Esta firma global de seguridad apuesta a que prácticamente todas las empresas del sector han sido afectadas o están siendo vulneradas en este momento por la ciberdelincuencia. “Si alguna nos demuestra que sus infraestructuras informáticas están ’limpias’, nosotros le regalaremos un sensor”: Joel Guerrero, director general para México y Latinoamérica.

Por Ricardo García F.

En la era digital es inevitable asociar la evolución tecnológica con términos como inmediatez, eficiencia y conectividad, todo lo cual termina reflejándose en una mayor productividad, pero también existen “contraindicaciones” en el uso de las nuevas tecnologías, las que paradójicamente conllevan un injustificable sentimiento de temor y vulnerabilidad.

Ya sea que se trate de inteligencia artificial (AI), Internet de las Cosas (IoT), de entornos virtuales, gemelos digitales, híper automatización, democratización del conocimiento, nubes distribuidas, entre otras tendencias que marcarán la pauta en este 2020, debemos reconocer la dificultad que representa quitar de la mente de los usuarios la idea de que acercarse a la tecnología es tanto como firmar un contrato en el que se asume el riesgo de utilizarla; sin embargo, esto no necesariamente debe percibirse así.

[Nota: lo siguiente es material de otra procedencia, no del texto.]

//! Review Harvester: a resilient product review crawler
//!
//! This crate drives one crawl session per product page: it validates the target
//! URL, loads the page through a [`crawler::PageAgent`], extracts records page by
//! page through a site [`crawler::Extractor`], and exports what it collected.
//! Every request is paced by an adaptive, per-site [`rate_limit::RateLimiter`] and
//! transient failures are retried according to a classified [`error::CrawlError`].

pub mod agent;
pub mod config;
pub mod crawler;
pub mod error;
pub mod model;
pub mod output;
pub mod rate_limit;
pub mod retry;
pub mod sites;
pub mod state;

use thiserror::Error;

/// Main error type for harvester operations
#[derive(Debug, Error)]
pub enum HarvestError {
    #[error("Crawl error: {0}")]
    Crawl(#[from] error::CrawlError),

    #[error("Configuration error: {0}")]
    Config(#[from] ConfigError),

    #[error("URL error: {0}")]
    Url(#[from] UrlError),

    #[error("HTTP client error: {0}")]
    Http(#[from] reqwest::Error),

    #[error("IO error: {0}")]
    Io(#[from] std::io::Error),

    #[error("CSV error: {0}")]
    Csv(#[from] csv::Error),

    #[error("Export error: {0}")]
    Export(String),

    #[error("Invalid input: {0}")]
    InvalidInput(String),

    #[error("Invalid state transition: {from} -> {to}")]
    InvalidTransition {
        from: state::CrawlState,
        to: state::CrawlState,
    },
}

/// Configuration-specific errors
#[derive(Debug, Error)]
pub enum ConfigError {
    #[error("Failed to read config file: {0}")]
    Io(#[from] std::io::Error),

    #[error("Failed to parse TOML: {0}")]
    Parse(#[from] toml::de::Error),

    #[error("Validation error: {0}")]
    Validation(String),
}

/// Target URL errors
#[derive(Debug, Error)]
pub enum UrlError {
    #[error("URL is empty")]
    Empty,

    #[error("Malformed URL: {0}")]
    Malformed(String),

    #[error("Unsupported site: {host} (supported: {supported})")]
    UnsupportedSite { host: String, supported: String },

    #[error("Not a product page: {0}")]
    NotProductPage(String),
}

/// Result type alias for harvester operations
pub type Result<T> = std::result::Result<T, HarvestError>;

/// Result type alias for configuration operations
pub type ConfigResult<T> = std::result::Result<T, ConfigError>;

/// Result type alias for URL operations
pub type UrlResult<T> = std::result::Result<T, UrlError>;

// Re-export commonly used types
pub use config::Config;
pub use error::{CrawlError, ErrorKind};
pub use sites::{validate_url, ProductTarget, SiteId};
pub use state::{CrawlState, PageInfo};
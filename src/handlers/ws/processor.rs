//! Inbound frame demultiplexing
//!
//! Routes each WebSocket frame to the owning session: audio to its
//! transcription stream, text messages to its turn queue.

use axum::extract::ws::Message;
use tracing::{debug, info};

use super::messages::{IncomingMessage, MAX_TEXT_SIZE};
use crate::errors::GatewayError;
use crate::session::{Session, SessionMode};

/// Process one inbound frame
///
/// # Returns
/// * `Ok(true)` - keep the connection open
/// * `Ok(false)` - the client asked to close
/// * `Err(GatewayError)` - the frame was rejected; the caller reports it and
///   consults [`GatewayError::is_fatal`]
pub async fn process_message(msg: Message, session: &mut Session) -> Result<bool, GatewayError> {
    match msg {
        Message::Text(text) => {
            debug!(session_id = %session.id(), "Received text message: {} bytes", text.len());

            if text.len() > MAX_TEXT_SIZE {
                return Err(GatewayError::Protocol(format!(
                    "Text frame too large: {} bytes (max: {} bytes)",
                    text.len(),
                    MAX_TEXT_SIZE
                )));
            }

            let incoming: IncomingMessage = serde_json::from_str(&text)
                .map_err(|e| GatewayError::Protocol(format!("Invalid message format: {e}")))?;

            Ok(handle_incoming_message(incoming, session).await)
        }
        Message::Binary(data) => match session.mode() {
            SessionMode::Voice => {
                debug!(session_id = %session.id(), "Received audio chunk: {} bytes", data.len());
                session.push_audio(data).await;
                Ok(true)
            }
            SessionMode::Text => Err(GatewayError::Protocol(
                "Binary frames are not accepted on the text endpoint".to_string(),
            )),
        },
        Message::Ping(_) | Message::Pong(_) => Ok(true),
        Message::Close(frame) => {
            info!(session_id = %session.id(), "Client closed connection: {:?}", frame);
            Ok(false)
        }
    }
}

async fn handle_incoming_message(msg: IncomingMessage, session: &mut Session) -> bool {
    match msg {
        IncomingMessage::Text { content } => {
            session.submit_text(&content).await;
            true
        }
        IncomingMessage::Stop => {
            info!(session_id = %session.id(), "Client requested stop");
            false
        }
    }
}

Y es que otra de las tendencias disruptivas para la década que recién inició tiene que ver con la protección informática. Este año, de hecho,  se espera que por fin converjan todas las tecnologías punteras para crear entornos completamente conectados, que funcionen de forma autónoma con el propósito de construir empresas, espacios de trabajo y ciudades más inteligentes, aunque sin renunciar por ello a la seguridad.

Hablando del sector de la construcción en específico, Gustavo de Hoyos Walther, presidente de la Coparmex, comentó recientemente que el 65% de los empresarios agremiados al organismo fue víctima de algún delito, siendo las principales afectaciones el robo de mercancía y a sus instalaciones, el robo hormiga y de vehículos, sin olvidar lo concerniente a los llamados “ciberdelitos”, muchos de los cuales estuvieron asociados a la extorsión, al fraude bancario y al secuestro, representando pérdidas cercanas a los nueve mil millones de dólares tan solo en 2019.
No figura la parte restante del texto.